The legendary guitarist Chuck Berry, who fused blues and swing and thereby created early rock’n’roll, died on Saturday aged 90, according to Missouri police.
St Charles County police said in a post on Facebook they responded to a medical emergency at a home at approximately 12.40pm local time: “Inside the home, first responders observed an unresponsive man and immediately administered lifesaving techniques. Unfortunately, the 90-year-old man could not be revived and was pronounced deceased at 1.26pm.”
Musicians of all genres and ages paid tribute to the legend: “Chuck Berry was rock’s greatest practitioner, guitarist, and the greatest pure rock ‘n’ roll writer who ever lived,” said Bruce Springsteen.
Chuck Berry was born the son of a deacon in a middle-class neighborhood of St Louis in 1926, and picked up the guitar in high school, playing at parties and developing his flourishes as a performer. As a teenager he was arrested for attempted robbery and served three years in reform school, after which he worked on an assembly line at a General Motors factory.
He turned to music full-time in the 1950s. His break came in 1955 when he met blues musician Muddy Waters and producer Leonard Chess, who formed the Chess record label in Chicago. For the remainder of the decade Chuck Berry merged the country and blues songs of the south with pop sensibilities starting to echo on the radio. He recorded some of his most famous hits in the 1950s, including Rock & Roll Music, Roll Over Beethoven, Johnny B Goode, Maybellene and School Days.
Chuck Berry’s music was a hugely influential figure for generations of rock musicians who followed him, many of whom recognised him during their lifetimes. “If you had to give rock’n’roll another name, you might call it Chuck Berry,” John Lennon once famously said.
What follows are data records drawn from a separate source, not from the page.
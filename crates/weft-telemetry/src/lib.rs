// Copyright 2025 eraflo
//
// Licensed under the Apache License, Version 2.0 (the "License");
// you may not use this file except in compliance with the License.
// You may obtain a copy of the License at
//
//     http://www.apache.org/licenses/LICENSE-2.0
//
// Unless required by applicable law or agreed to in writing, software
// distributed under the License is distributed on an "AS IS" BASIS,
// WITHOUT WARRANTIES OR CONDITIONS OF ANY KIND, either express or implied.
// See the License for the specific language governing permissions and
// limitations under the License.

//! # Weft Telemetry
//!
//! Diagnostics collected by worker threads: cumulative phase timers, a
//! per-task-function time histogram and the report each worker hands back
//! when it exits.

#![warn(missing_docs)]

pub mod report;
pub mod task_times;
pub mod timer;
pub mod worker_stats;

pub use report::{PoolReport, WorkerReport};
pub use task_times::{TaskTime, TaskTimes};
pub use timer::{CumulativeTimer, ScopedTimer};
pub use worker_stats::WorkerTimers;
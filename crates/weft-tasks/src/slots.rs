// Copyright 2025 eraflo
//
// Licensed under the Apache License, Version 2.0 (the "License");
// you may not use this file except in compliance with the License.
// You may obtain a copy of the License at
//
//     http://www.apache.org/licenses/LICENSE-2.0
//
// Unless required by applicable law or agreed to in writing, software
// distributed under the License is distributed on an "AS IS" BASIS,
// WITHOUT WARRANTIES OR CONDITIONS OF ANY KIND, either express or implied.
// See the License for the specific language governing permissions and
// limitations under the License.

//! Fixed-capacity storage for task bodies and their scheduling state.

use crate::task::{Task, MAX_FORWARD_TASKS};
use crate::task_id::TaskId;
use std::cell::UnsafeCell;
use std::sync::atomic::{AtomicBool, AtomicU16, AtomicU32, AtomicU64, AtomicU8, AtomicUsize, Ordering};
use weft_core::{AccessLock, SchedulerError};

/// Lifecycle of a slot.
pub(crate) mod state {
    pub const FREE: u8 = 0;
    pub const RESERVED: u8 = 1;
    pub const PENDING: u8 = 2;
    pub const READY: u8 = 3;
    pub const DELAYED: u8 = 4;
    pub const RUNNING: u8 = 5;
}

/// One entry of the task buffer.
///
/// The body is written by the submitting thread while the slot is
/// `RESERVED` and taken by the single worker that fetched it. Everything
/// else is atomic.
pub(crate) struct TaskSlot {
    pub state: AtomicU8,
    /// Incremented on every reservation. 0 is never a live generation.
    pub generation: AtomicU32,
    /// Submission bias plus outstanding predecessors.
    pub dependencies: AtomicU32,
    /// Shared side guards registrations; closed once the task has run.
    pub forward_lock: AccessLock,
    pub forward_count: AtomicU32,
    pub forward: [AtomicU16; MAX_FORWARD_TASKS],
    /// Locator in the forward ring while the task is blocked.
    pub location: AtomicU16,
    pub thread_mask: AtomicU64,
    /// Due time in clock nanoseconds, 0 for none.
    pub due: AtomicU64,
    pub expired: AtomicBool,
    task: UnsafeCell<Option<Task>>,
}

// The body cell has a single writer before publication and a single taker
// after fetch; the ring hand-off orders the two.
unsafe impl Sync for TaskSlot {}

impl TaskSlot {
    fn new() -> Self {
        Self {
            state: AtomicU8::new(state::FREE),
            generation: AtomicU32::new(0),
            dependencies: AtomicU32::new(0),
            forward_lock: AccessLock::new(),
            forward_count: AtomicU32::new(0),
            forward: std::array::from_fn(|_| AtomicU16::new(0)),
            location: AtomicU16::new(TaskId::UNALLOCATED.bits()),
            thread_mask: AtomicU64::new(0),
            due: AtomicU64::new(0),
            expired: AtomicBool::new(false),
            task: UnsafeCell::new(None),
        }
    }

    /// Prepares a freshly reserved slot. The generation moves before the
    /// forward lock reopens, so a late registration against the previous
    /// occupant sees the mismatch.
    fn recycle(&self) -> u32 {
        let mut generation = self.generation.fetch_add(1, Ordering::AcqRel).wrapping_add(1);
        if generation == 0 {
            generation = self.generation.fetch_add(1, Ordering::AcqRel).wrapping_add(1);
        }
        self.dependencies.store(1, Ordering::Release);
        self.forward_count.store(0, Ordering::Release);
        self.location
            .store(TaskId::UNALLOCATED.bits(), Ordering::Release);
        self.thread_mask.store(0, Ordering::Relaxed);
        self.due.store(0, Ordering::Relaxed);
        self.expired.store(false, Ordering::Relaxed);
        self.forward_lock.reset();
        generation
    }

    /// Stores the body.
    ///
    /// # Safety
    ///
    /// The caller must hold the slot in the `RESERVED` state and not have
    /// published it to any ring yet.
    pub unsafe fn put(&self, task: Task) {
        *self.task.get() = Some(task);
    }

    /// Takes the body.
    ///
    /// # Safety
    ///
    /// The caller must be the worker that fetched this slot from the ready
    /// ring.
    pub unsafe fn take(&self) -> Option<Task> {
        (*self.task.get()).take()
    }

    pub fn state(&self) -> u8 {
        self.state.load(Ordering::Acquire)
    }

    pub fn set_state(&self, value: u8) {
        self.state.store(value, Ordering::Release);
    }
}

/// The task buffer: a power-of-two ring of [`TaskSlot`]s.
pub(crate) struct TaskSlots {
    slots: Box<[TaskSlot]>,
    cursor: AtomicUsize,
}

impl TaskSlots {
    pub fn new(capacity: usize) -> Self {
        debug_assert!(capacity.is_power_of_two() && capacity <= usize::from(u16::MAX));
        Self {
            slots: (0..capacity).map(|_| TaskSlot::new()).collect(),
            cursor: AtomicUsize::new(0),
        }
    }

    pub fn capacity(&self) -> usize {
        self.slots.len()
    }

    pub fn get(&self, index: u16) -> &TaskSlot {
        &self.slots[usize::from(index)]
    }

    /// Claims a free slot, returning its index and new generation.
    ///
    /// Scans at most once around the ring from a shared cursor. Nothing is
    /// modified when every slot is taken.
    pub fn reserve(&self) -> Result<(u16, u32), SchedulerError> {
        let capacity = self.capacity();
        let start = self.cursor.fetch_add(1, Ordering::Relaxed);
        for offset in 0..capacity {
            let index = (start + offset) & (capacity - 1);
            let slot = &self.slots[index];
            if slot.state.load(Ordering::Relaxed) != state::FREE {
                continue;
            }
            if slot
                .state
                .compare_exchange(state::FREE, state::RESERVED, Ordering::AcqRel, Ordering::Relaxed)
                .is_ok()
            {
                let generation = slot.recycle();
                return Ok((index as u16, generation));
            }
        }
        Err(SchedulerError::TaskBufferExhausted { capacity })
    }

    /// Returns a finished slot to the buffer.
    pub fn release(&self, index: u16) {
        self.get(index).set_state(state::FREE);
    }

    /// Number of slots not free.
    pub fn in_use(&self) -> usize {
        self.slots
            .iter()
            .filter(|slot| slot.state() != state::FREE)
            .count()
    }
}
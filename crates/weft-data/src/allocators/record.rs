// Copyright 2025 eraflo
//
// Licensed under the Apache License, Version 2.0 (the "License");
// you may not use this file except in compliance with the License.
// You may obtain a copy of the License at
//
//     http://www.apache.org/licenses/LICENSE-2.0
//
// Unless required by applicable law or agreed to in writing, software
// distributed under the License is distributed on an "AS IS" BASIS,
// WITHOUT WARRANTIES OR CONDITIONS OF ANY KIND, either express or implied.
// See the License for the specific language governing permissions and
// limitations under the License.

//! The header written in front of every arena allocation.

use super::chunk_system::ChunkId;
use std::fmt;
use std::panic::Location;
use std::ptr::{self, NonNull};

/// Guard value of a live allocation.
pub const HEADER_MAGIC: u64 = 0xACC0_500D_6666_6666;

/// Guard value written over a header once the allocation is freed.
pub const FREED_MAGIC: u64 = 0xF4EE_D0FF_DEAD_0000;

/// Filler written into alignment gaps between allocations.
pub const PAD_MAGIC: u64 = 0x9AD9_9AD9_9AD9_9AD9;

/// Prefix of every arena allocation.
///
/// The record sits immediately before the returned pointer. It is plain data:
/// every field is valid for any bit pattern, so a damaged header can still be
/// read and reported.
#[derive(Clone, Copy)]
#[repr(C)]
pub struct AllocationRecord {
    guard: u64,
    size: u64,
    alignment: u32,
    chunk: ChunkId,
    source: *const Location<'static>,
}

impl AllocationRecord {
    /// Size of the header in bytes. A multiple of 8, so data following it
    /// stays 8-aligned.
    pub const SIZE: usize = std::mem::size_of::<Self>();

    pub(crate) fn new(
        size: usize,
        alignment: usize,
        chunk: ChunkId,
        source: &'static Location<'static>,
    ) -> Self {
        Self {
            guard: HEADER_MAGIC,
            size: size as u64,
            alignment: alignment as u32,
            chunk,
            source,
        }
    }

    /// Reads the header that precedes `data`.
    ///
    /// # Safety
    ///
    /// `data` must have been returned by an arena, so that
    /// [`AllocationRecord::SIZE`] readable bytes precede it.
    pub(crate) unsafe fn read(data: NonNull<u8>) -> Self {
        ptr::read(Self::header_ptr(data))
    }

    /// # Safety
    ///
    /// Same as [`AllocationRecord::read`], and the bytes must be writable.
    pub(crate) unsafe fn write(self, data: NonNull<u8>) {
        ptr::write(Self::header_ptr(data), self);
    }

    /// Overwrites the guard of the header preceding `data` with
    /// [`FREED_MAGIC`].
    ///
    /// # Safety
    ///
    /// Same as [`AllocationRecord::write`].
    pub(crate) unsafe fn mark_freed(data: NonNull<u8>) {
        ptr::write(Self::header_ptr(data).cast::<u64>(), FREED_MAGIC);
    }

    fn header_ptr(data: NonNull<u8>) -> *mut Self {
        data.as_ptr().wrapping_sub(Self::SIZE).cast::<Self>()
    }

    /// The guard value as stored.
    pub fn guard(&self) -> u64 {
        self.guard
    }

    /// Whether the header belongs to a live allocation.
    pub fn is_live(&self) -> bool {
        self.guard == HEADER_MAGIC
    }

    /// Whether the header belongs to a freed allocation.
    pub fn is_freed(&self) -> bool {
        self.guard == FREED_MAGIC
    }

    /// Requested size of the allocation.
    pub fn size(&self) -> usize {
        self.size as usize
    }

    /// Bytes the allocation occupies after its header.
    pub fn span(&self) -> usize {
        self.size().next_multiple_of(8)
    }

    /// Alignment of the allocation.
    pub fn alignment(&self) -> usize {
        self.alignment as usize
    }

    /// Chunk the allocation was carved from.
    pub fn chunk(&self) -> ChunkId {
        self.chunk
    }

    /// Call site of the allocation, trusted only while the guard is intact.
    pub fn source(&self) -> Option<&'static Location<'static>> {
        if self.is_live() || self.is_freed() {
            // SAFETY: written from a `&'static Location` by `new`, and the
            // guard shows the header has not been overwritten.
            unsafe { self.source.as_ref() }
        } else {
            None
        }
    }

    /// Formats the record. With `trust_source` the call site is printed even
    /// though the guard is damaged; callers pass it only after checking that
    /// the rest of the header is consistent.
    pub(crate) fn describe(&self, trust_source: bool) -> String {
        let source = if trust_source && !self.source.is_null() {
            // SAFETY: the caller verified the header's chunk field, so the
            // damage is confined to the guard word.
            unsafe { self.source.as_ref() }
        } else {
            self.source()
        };
        let source = source.map_or_else(|| "<unreadable>".to_owned(), ToString::to_string);

        if self.is_live() {
            format!(
                "guard value: {:#x}, size: {}, alignment: {}, chunk: {}, source: {source}",
                self.guard, self.size, self.alignment, self.chunk
            )
        } else {
            format!(
                "guard value: {:#x} (should be: {HEADER_MAGIC:#x}), size: {}, alignment: {}, chunk: {}, source: {source}",
                self.guard, self.size, self.alignment, self.chunk
            )
        }
    }
}

/// Where an allocation lands inside a chunk, as offsets from the chunk base.
#[derive(Debug, Clone, Copy, PartialEq, Eq)]
pub(crate) struct Placement {
    /// Start of the returned data.
    pub data: usize,
    /// First byte past the allocation; the chunk's next bump offset.
    pub end: usize,
}

/// Effective alignment of an arena allocation: at least 8 so headers and
/// bump offsets stay word-aligned.
pub(crate) fn effective_alignment(alignment: usize) -> Option<usize> {
    alignment.is_power_of_two().then(|| alignment.max(8))
}

/// Upper bound on the chunk bytes an allocation can consume, whatever the
/// chunk's current offset.
pub(crate) fn worst_case_span(header: usize, size: usize, alignment: usize) -> usize {
    header + (alignment - 8) + size.next_multiple_of(8)
}

/// Places `size` bytes with a `header`-byte prefix at or after `offset` in
/// a chunk of `capacity` bytes starting at `base`.
pub(crate) fn place(
    base: usize,
    offset: usize,
    capacity: usize,
    header: usize,
    size: usize,
    alignment: usize,
) -> Option<Placement> {
    let data = (base + offset + header).next_multiple_of(alignment) - base;
    let end = data.checked_add(size.next_multiple_of(8))?;
    (end <= capacity).then_some(Placement { data, end })
}

impl fmt::Debug for AllocationRecord {
    fn fmt(&self, f: &mut fmt::Formatter<'_>) -> fmt::Result {
        f.write_str(&self.describe(false))
    }
}

impl fmt::Display for AllocationRecord {
    fn fmt(&self, f: &mut fmt::Formatter<'_>) -> fmt::Result {
        f.write_str(&self.describe(false))
    }
}

#[cfg(test)]
mod tests {
    use super::*;

    #[test]
    fn test_header_keeps_data_aligned() {
        assert_eq!(AllocationRecord::SIZE % 8, 0);
        assert_eq!(AllocationRecord::SIZE, 32);
    }

    #[test]
    fn test_write_read_and_free_marking() {
        let mut buffer = [0u64; 8];
        let data = NonNull::new(buffer.as_mut_ptr().wrapping_add(4).cast::<u8>()).expect("non-null");
        let record = AllocationRecord::new(13, 8, ChunkId::new(1, 3), Location::caller());

        unsafe { record.write(data) };
        let read = unsafe { AllocationRecord::read(data) };
        assert!(read.is_live());
        assert_eq!(read.size(), 13);
        assert_eq!(read.span(), 16);
        assert_eq!(read.chunk(), ChunkId::new(1, 3));
        assert_eq!(read.source().map(|l| l.file()), Some(file!()));

        unsafe { AllocationRecord::mark_freed(data) };
        let read = unsafe { AllocationRecord::read(data) };
        assert!(read.is_freed());
        assert!(read.to_string().contains("should be"));
    }

    #[test]
    fn test_placement_respects_alignment_and_capacity() {
        let base = 0x1000;
        let first = place(base, 0, 256, 32, 10, 8).expect("fits");
        assert_eq!(first, Placement { data: 32, end: 48 });

        let second = place(base, first.end, 256, 32, 8, 64).expect("fits");
        assert_eq!(second.data % 64, 0);
        assert!(second.data - 32 >= first.end);

        assert!(place(base, 200, 256, 32, 32, 8).is_none());
        assert!(worst_case_span(32, 10, 64) >= second.end - first.end);
        assert_eq!(effective_alignment(2), Some(8));
        assert_eq!(effective_alignment(3), None);
    }

    #[test]
    fn test_damaged_guard_hides_source() {
        let mut record = AllocationRecord::new(64, 16, ChunkId::new(0, 0), Location::caller());
        record.guard ^= 0xFF;
        assert!(record.source().is_none());
        let text = record.to_string();
        assert!(text.contains("size: 64"));
        assert!(text.contains("alignment: 16"));
        assert!(text.contains("<unreadable>"));
        assert!(record.describe(true).contains(file!()));
    }
}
In 1972, he released his only No1 single, the novelty My Ding-a-Ling, which for my generation born in the 1960s is the song most synonymous with Chuck Berry. He continued playing sporadic concerts, often with the most famous rock stars of each era. Alongside his continued success, though, Chuck Berry continued running afoul of authorities.
In 2016, he announced his first studio album since 1979, to be titled Chuck and featuring his children on guitar and harmonica. “My darlin’ I’m growing old,” Chuck Berry said in a press release for the record, speaking to Toddy Berry, his wife of 68 years. “I’ve worked on this record for a long time. Now I can hang up my shoes!”
And a few months later in March 2017 he hung up his shoes and guitar for the last time…..RIP Chuck Berry.